*Task*:
The reply should be a single number: the count of lines below that contain the word "recipient".

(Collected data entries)
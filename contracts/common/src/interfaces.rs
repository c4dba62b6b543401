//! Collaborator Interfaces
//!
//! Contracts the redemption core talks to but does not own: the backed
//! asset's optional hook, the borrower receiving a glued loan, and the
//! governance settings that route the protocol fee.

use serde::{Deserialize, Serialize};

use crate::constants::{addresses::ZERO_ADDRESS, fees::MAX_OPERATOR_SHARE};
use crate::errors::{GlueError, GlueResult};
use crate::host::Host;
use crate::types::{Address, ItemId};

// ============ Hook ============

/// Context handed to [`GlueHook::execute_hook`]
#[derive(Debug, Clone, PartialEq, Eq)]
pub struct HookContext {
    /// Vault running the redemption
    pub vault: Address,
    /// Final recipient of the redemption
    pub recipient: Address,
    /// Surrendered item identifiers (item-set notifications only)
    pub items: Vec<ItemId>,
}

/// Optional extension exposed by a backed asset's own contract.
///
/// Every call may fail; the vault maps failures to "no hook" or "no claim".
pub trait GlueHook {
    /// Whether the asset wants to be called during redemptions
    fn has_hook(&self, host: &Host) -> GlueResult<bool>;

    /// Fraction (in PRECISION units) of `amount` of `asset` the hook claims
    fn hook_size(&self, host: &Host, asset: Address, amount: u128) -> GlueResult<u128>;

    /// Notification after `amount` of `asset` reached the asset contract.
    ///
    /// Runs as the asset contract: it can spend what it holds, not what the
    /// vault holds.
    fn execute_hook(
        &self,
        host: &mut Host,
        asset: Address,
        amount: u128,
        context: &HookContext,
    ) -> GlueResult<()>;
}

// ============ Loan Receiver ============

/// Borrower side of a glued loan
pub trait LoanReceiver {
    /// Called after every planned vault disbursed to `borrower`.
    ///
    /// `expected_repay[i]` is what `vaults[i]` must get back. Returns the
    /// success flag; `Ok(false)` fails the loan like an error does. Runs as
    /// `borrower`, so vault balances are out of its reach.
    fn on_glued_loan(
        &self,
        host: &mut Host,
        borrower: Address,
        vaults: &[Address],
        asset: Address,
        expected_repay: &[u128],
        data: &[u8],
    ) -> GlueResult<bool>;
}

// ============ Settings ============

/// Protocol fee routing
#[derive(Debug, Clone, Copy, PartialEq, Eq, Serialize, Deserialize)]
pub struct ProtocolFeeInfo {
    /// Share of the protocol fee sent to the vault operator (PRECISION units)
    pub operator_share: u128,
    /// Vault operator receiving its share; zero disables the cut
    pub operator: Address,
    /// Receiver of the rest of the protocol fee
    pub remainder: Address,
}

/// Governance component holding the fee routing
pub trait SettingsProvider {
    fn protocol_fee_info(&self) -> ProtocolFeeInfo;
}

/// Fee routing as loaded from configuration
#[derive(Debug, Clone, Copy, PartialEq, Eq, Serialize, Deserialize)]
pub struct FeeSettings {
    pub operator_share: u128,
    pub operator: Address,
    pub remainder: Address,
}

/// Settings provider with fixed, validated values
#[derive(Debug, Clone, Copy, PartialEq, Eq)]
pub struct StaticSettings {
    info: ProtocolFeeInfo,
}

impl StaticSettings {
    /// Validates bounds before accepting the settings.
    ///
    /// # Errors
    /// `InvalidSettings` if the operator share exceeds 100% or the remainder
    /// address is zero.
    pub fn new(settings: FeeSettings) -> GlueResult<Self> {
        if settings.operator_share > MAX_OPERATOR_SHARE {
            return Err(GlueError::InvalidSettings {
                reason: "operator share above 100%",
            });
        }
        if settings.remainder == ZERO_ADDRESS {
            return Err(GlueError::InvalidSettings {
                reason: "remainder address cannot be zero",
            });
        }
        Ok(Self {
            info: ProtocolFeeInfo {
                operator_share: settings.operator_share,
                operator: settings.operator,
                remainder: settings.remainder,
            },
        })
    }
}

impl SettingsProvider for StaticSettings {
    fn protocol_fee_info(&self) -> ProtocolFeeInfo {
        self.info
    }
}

*Task answer*:
2